For our family, it’s important to keep weeknight meals fast and easy – otherwise, the temptation to grab the keys, hop in the car, and head to the nearest restaurant is too much. So most of the time, our dinners are one-dish, complete meals that can be served up in a bowl.
Another priority around here? Easy, still-delicious leftovers for lunch the next day (and/or, better yet, we can freeze what’s left for an even easier weeknight dinner down the road).
For this meal plan, I went with recipes that, for the most part, meet these criteria. It also includes several ingredients that can span more than one meal, so perishable items are less likely to go to waste. It’s all about getting the most bang for our buck (and our time!).
Here’s this week’s menu:
Thai Red Curry Soup from Oh My Veggies // This recipe is so simple, but so satisfying! Mushrooms and cubes of tofu swim in a spicy/creamy/sweet broth. I could eat it every single day. It takes only about 25 minutes from start to finish – perfect for busy weeknights.
Butternut Squash & Black Bean Chili from Dishing Up The Dirt // This recipe results in a big, huge, wonderful vat of comforting chili, packed to the brim with butternut squash. If you love squash, this one-pot meal is for you! Serve over brown rice, if desired, and top individual servings with cilantro, a tangy dollop of Greek yogurt, and a squeeze of fresh lime.

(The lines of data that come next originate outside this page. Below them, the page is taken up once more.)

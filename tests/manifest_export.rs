use oculyte::{
    CollectionInfo, Eyeball, EyeballSpec, POWERS_PLACEHOLDER, TraitManifest, export_collection,
};

#[test]
fn manifest_always_has_the_six_slots_in_order() {
    for seed in 0..200 {
        let m = TraitManifest::describe(&EyeballSpec::generate(seed));
        let names: Vec<&str> = m.entries().iter().map(|e| e.name.as_str()).collect();
        assert_eq!(
            names,
            [
                "Portal Frame",
                "Sclera Essence",
                "Iris Constellation",
                "Pupil Gate",
                "Arcane Powers",
                "Essence",
            ],
            "seed {seed}"
        );
    }
}

#[test]
fn every_value_is_label_plus_parenthesized_score() {
    for seed in [0u32, 3, 77, 1234] {
        let m = TraitManifest::describe(&EyeballSpec::generate(seed));
        for e in m.entries() {
            let open = e.value.rfind('(').unwrap_or_else(|| {
                panic!("seed {seed} {}: no score in {:?}", e.name, e.value)
            });
            assert!(e.value.ends_with(')'));
            let score: f64 = e.value[open + 1..e.value.len() - 1].parse().unwrap();
            assert!(score >= 0.0);
        }
    }
}

#[test]
fn powers_placeholder_is_exact_when_no_flags_are_set() {
    let spec = (0..10_000)
        .map(EyeballSpec::generate)
        .find(|s| s.active_effects() == 0)
        .expect("some seed has no active effects");
    let m = TraitManifest::describe(&spec);
    assert_eq!(m.get("Arcane Powers"), Some(POWERS_PLACEHOLDER));
    assert_eq!(POWERS_PLACEHOLDER, "Pure Essence (1.0)");
}

#[test]
fn powers_value_joins_every_active_flag() {
    let spec = (0..10_000)
        .map(EyeballSpec::generate)
        .find(|s| s.active_effects() >= 3)
        .expect("some seed has three or more effects");
    let m = TraitManifest::describe(&spec);
    let value = m.get("Arcane Powers").unwrap();
    assert_eq!(value.matches(" + ").count(), spec.active_effects() - 1);
}

#[test]
fn collection_export_has_the_marketplace_shape() {
    let items: Vec<(u32, TraitManifest)> = (1u32..=3)
        .map(|s| {
            let e = Eyeball::new(s, 300, 300).unwrap();
            (s, e.traits().clone())
        })
        .collect();
    let info = CollectionInfo {
        collection: "Oculyte Test".to_string(),
        description: "test run".to_string(),
        external_url: "https://example.test".to_string(),
        image_base: "images/".to_string(),
    };
    let json = export_collection(&items, &info).unwrap();
    let parsed: serde_json::Value = serde_json::from_str(&json).unwrap();
    let arr = parsed.as_array().unwrap();
    assert_eq!(arr.len(), 3);
    for (i, entry) in arr.iter().enumerate() {
        assert_eq!(entry["collection"], "Oculyte Test");
        assert_eq!(entry["edition"], (i + 1) as u64);
        assert_eq!(entry["total_supply"], 3);
        assert_eq!(entry["seed"], (i + 1) as u64);
        let attrs = entry["attributes"].as_array().unwrap();
        assert_eq!(attrs.len(), 6);
        for a in attrs {
            assert!(a["trait_type"].is_string());
            assert!(a["value"].is_string());
        }
    }
}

Roasted Winter Vegetables in Thai Red Curry from Kitchen Treaty // Kiersten’s Thai Red Curry soup has me on a Thai red curry kick. I can’t stop! And because you have to pick up a jar of red curry paste anyway, why not put it to good use in another dinner, too? This satisfying dish boasts roasted parsnips, cauliflower, sweet potatoes, and more, with instructions on adding chicken to the meat-eaters’ portions if you happen to have to have a carnivorous loved one or two dining with you.
Roasted Vegetable Soup from A Calculated Whisk // I. Love. This soup. It’s so simple, but a good splash of white wine makes all the difference. We found this made a satisfying dinner as-is, but a loaf of crusty bread and maybe even a green salad would complement it nicely, too.

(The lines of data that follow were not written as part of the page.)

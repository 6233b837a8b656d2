//! Fixed color palettes and the nearest-named-color classifier.
//!
//! Each color category owns a small table of base RGB triples; sampling
//! picks a base uniformly and then jitters each channel independently
//! within [-30, 30], clamped to [0, 255]. Sampling consumes exactly
//! four stream draws (base pick + three channel jitters).

use crate::foundation::core::Rgba8;
use crate::genome::rng::Lcg;

/// Per-channel jitter bound applied after the base pick.
const JITTER: f64 = 30.0;

/// Color category, keyed to the part of the portrait it paints.
#[derive(Clone, Copy, Debug, PartialEq, Eq, serde::Serialize, serde::Deserialize)]
pub enum Palette {
    Socket,
    Sclera,
    Iris,
    Pupil,
    Effect,
    Laser,
    Aura,
}

impl Palette {
    fn base_colors(self) -> &'static [(u8, u8, u8)] {
        match self {
            Self::Socket => &[
                (184, 134, 11),
                (192, 192, 200),
                (140, 90, 50),
                (60, 60, 75),
                (120, 40, 140),
                (40, 110, 120),
            ],
            Self::Sclera => &[
                (240, 240, 235),
                (225, 215, 185),
                (200, 220, 235),
                (215, 195, 225),
                (180, 180, 190),
            ],
            Self::Iris => &[
                (70, 130, 180),
                (46, 139, 87),
                (178, 34, 34),
                (218, 165, 32),
                (138, 43, 226),
                (255, 140, 0),
                (0, 160, 170),
                (199, 21, 133),
            ],
            Self::Pupil => &[
                (15, 15, 20),
                (40, 20, 20),
                (20, 30, 45),
                (35, 15, 45),
                (25, 25, 25),
            ],
            Self::Effect => &[
                (0, 255, 200),
                (255, 80, 220),
                (120, 255, 80),
                (255, 200, 40),
                (80, 160, 255),
            ],
            Self::Laser => &[
                (255, 40, 40),
                (255, 90, 20),
                (220, 30, 160),
                (60, 220, 255),
            ],
            Self::Aura => &[
                (160, 120, 255),
                (80, 230, 180),
                (255, 170, 60),
                (110, 190, 255),
                (240, 100, 140),
            ],
        }
    }

    /// Draw one jittered color from this palette.
    pub fn sample(self, rng: &mut Lcg) -> Rgba8 {
        let &(r, g, b) = rng.choice(self.base_colors());
        let jitter = |rng: &mut Lcg, c: u8| -> u8 {
            (f64::from(c) + rng.range(-JITTER, JITTER))
                .round()
                .clamp(0.0, 255.0) as u8
        };
        let r = jitter(rng, r);
        let g = jitter(rng, g);
        let b = jitter(rng, b);
        Rgba8::opaque(r, g, b)
    }
}

/// Classify a color into one of 17 named buckets.
///
/// Priority-ordered channel-threshold predicates; the first match wins
/// and the final arm catches everything else.
pub fn color_name(c: Rgba8) -> &'static str {
    let (r, g, b) = (i32::from(c.r), i32::from(c.g), i32::from(c.b));
    if r > 220 && g > 220 && b > 220 {
        "Pearl"
    } else if r < 40 && g < 40 && b < 40 {
        "Obsidian"
    } else if r > 200 && g < 90 && b < 90 {
        "Crimson"
    } else if r > 200 && g > 120 && g < 190 && b < 80 {
        "Amber"
    } else if r > 190 && g > 170 && b < 110 {
        "Gold"
    } else if r < 110 && g > 170 && b < 110 {
        "Emerald"
    } else if r < 110 && g > 150 && b > 150 {
        "Teal"
    } else if r < 100 && g < 140 && b > 170 {
        "Sapphire"
    } else if r > 110 && g < 100 && b > 170 {
        "Violet"
    } else if r > 180 && g < 120 && b > 160 {
        "Magenta"
    } else if r > 200 && g > 150 && b > 150 {
        "Rose"
    } else if r > 130 && r < 200 && g > 80 && g < 140 && b < 80 {
        "Bronze"
    } else if r > 150 && g > 150 && b > 150 {
        "Silver"
    } else if r < 90 && g > 120 && b > 120 {
        "Glacier"
    } else if g >= r && g >= b {
        "Moss"
    } else if b >= r && b >= g {
        "Abyss"
    } else {
        "Ember"
    }
}

#[cfg(test)]
mod tests {
    use super::*;

    #[test]
    fn sample_consumes_four_draws_and_stays_in_range() {
        let mut a = Lcg::new(5);
        let mut b = Lcg::new(5);
        let c = Palette::Iris.sample(&mut a);
        for _ in 0..4 {
            b.next();
        }
        assert_eq!(a, b);
        assert_eq!(c.a, 255);
    }

    #[test]
    fn sample_is_deterministic() {
        for palette in [
            Palette::Socket,
            Palette::Sclera,
            Palette::Iris,
            Palette::Pupil,
            Palette::Effect,
            Palette::Laser,
            Palette::Aura,
        ] {
            let x = palette.sample(&mut Lcg::new(123));
            let y = palette.sample(&mut Lcg::new(123));
            assert_eq!(x, y);
        }
    }

    #[test]
    fn color_name_first_match_wins() {
        assert_eq!(color_name(Rgba8::opaque(255, 255, 255)), "Pearl");
        assert_eq!(color_name(Rgba8::opaque(10, 10, 10)), "Obsidian");
        assert_eq!(color_name(Rgba8::opaque(230, 40, 40)), "Crimson");
        assert_eq!(color_name(Rgba8::opaque(30, 200, 60)), "Emerald");
        assert_eq!(color_name(Rgba8::opaque(50, 60, 220)), "Sapphire");
        // Pure white is also > 150 on every channel; the Pearl arm must
        // shadow the Silver arm.
        assert_ne!(color_name(Rgba8::opaque(255, 255, 255)), "Silver");
    }

    #[test]
    fn color_name_is_total() {
        // Every corner of the cube lands in some bucket.
        for r in [0u8, 85, 170, 255] {
            for g in [0u8, 85, 170, 255] {
                for b in [0u8, 85, 170, 255] {
                    assert!(!color_name(Rgba8::opaque(r, g, b)).is_empty());
                }
            }
        }
    }
}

Mexican Black Bean Pizza from Better Homes & Gardens // A pureed black bean mixture as the base, cheddar cheese, chopped red bell pepper and scallions and … done. Super simple and perfect for Friday pizza night.
Tips for This Week’s Plan
- If you opt for dried black beans, cook up a pot over the weekend. Save four cups for Tuesday’s chili, and then freeze the remaining beans for Friday’s pizza.
- If you’re making brown rice for Tuesday’s chili, double the batch so you’re ready for Wednesday’s curry.

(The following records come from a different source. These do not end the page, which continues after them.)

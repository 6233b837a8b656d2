//! Backend-agnostic render IR: an ordered, layer-tagged list of draw
//! ops for one frame.
//!
//! The layer order is the compositing contract: ops are appended
//! back-to-front, and [`Layer::Laser`], [`Layer::Particles`] and
//! [`Layer::Lightning`] are strictly last so effects never occlude the
//! subject.

use crate::foundation::core::{Affine, BezPath, Canvas, Rgba8};

/// Draw layer, declared back-to-front. `Ord` follows declaration order.
#[derive(
    Clone, Copy, Debug, PartialEq, Eq, PartialOrd, Ord, Hash, serde::Serialize, serde::Deserialize,
)]
pub enum Layer {
    Background,
    Glow,
    Aura,
    Socket,
    Sclera,
    Iris,
    Pupil,
    Highlight,
    Laser,
    Particles,
    Lightning,
}

impl Layer {
    /// True for the effect layers that must never be occluded.
    pub fn is_overlay_effect(self) -> bool {
        matches!(self, Self::Laser | Self::Particles | Self::Lightning)
    }
}

/// One primitive draw command.
#[derive(Clone, Debug, PartialEq, serde::Serialize, serde::Deserialize)]
pub enum DrawOp {
    FillPath {
        path: BezPath,
        transform: Affine,
        color: Rgba8,
    },
    StrokePath {
        path: BezPath,
        transform: Affine,
        color: Rgba8,
        width: f64,
    },
}

/// A draw command with its layer tag.
#[derive(Clone, Debug, PartialEq, serde::Serialize, serde::Deserialize)]
pub struct PlannedOp {
    pub layer: Layer,
    pub op: DrawOp,
}

/// The complete, ordered plan for one frame.
#[derive(Clone, Debug, PartialEq, serde::Serialize, serde::Deserialize)]
pub struct FramePlan {
    pub canvas: Canvas,
    pub time: f64,
    pub ops: Vec<PlannedOp>,
}

impl FramePlan {
    pub fn new(canvas: Canvas, time: f64) -> Self {
        Self {
            canvas,
            time,
            ops: Vec::new(),
        }
    }

    pub(crate) fn fill(&mut self, layer: Layer, path: BezPath, transform: Affine, color: Rgba8) {
        self.ops.push(PlannedOp {
            layer,
            op: DrawOp::FillPath {
                path,
                transform,
                color,
            },
        });
    }

    pub(crate) fn stroke(
        &mut self,
        layer: Layer,
        path: BezPath,
        transform: Affine,
        color: Rgba8,
        width: f64,
    ) {
        self.ops.push(PlannedOp {
            layer,
            op: DrawOp::StrokePath {
                path,
                transform,
                color,
                width,
            },
        });
    }

    /// Layer tags in emission order.
    pub fn layer_sequence(&self) -> impl Iterator<Item = Layer> + '_ {
        self.ops.iter().map(|p| p.layer)
    }
}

- When roasting veggies for Wednesday’s recipe, set up a second baking sheet with all of your vegetables for Thursday’s soup, too. Let the roasted veggies cool, refrigerate in an airtight container, and pull them out for dinner the next night.
- The grocery list calls for creme fraiche, Greek yogurt, and sour cream. They’re not exact matches, but most of the time, these ingredients can be fairly interchangeable, so you may want to think about purchasing a large container of one instead of all three.
- If you can find Thai basil for the red curry recipes, get it! But since that’s not available everywhere, regular basil works just fine.
- The chili recipe calls for grapeseed oil or your oil of choice. I used olive oil, and opted not to add grapeseed oil to the grocery list. If you prefer it, you may wish to add that ingredient to your shopping list.
- Personally, I think every single one of these recipes would be mighty fine with a nice, dry-ish Chardonnay. Get one you love – you only need 1/2 cup for the roasted vegetable soup. The rest is all for you!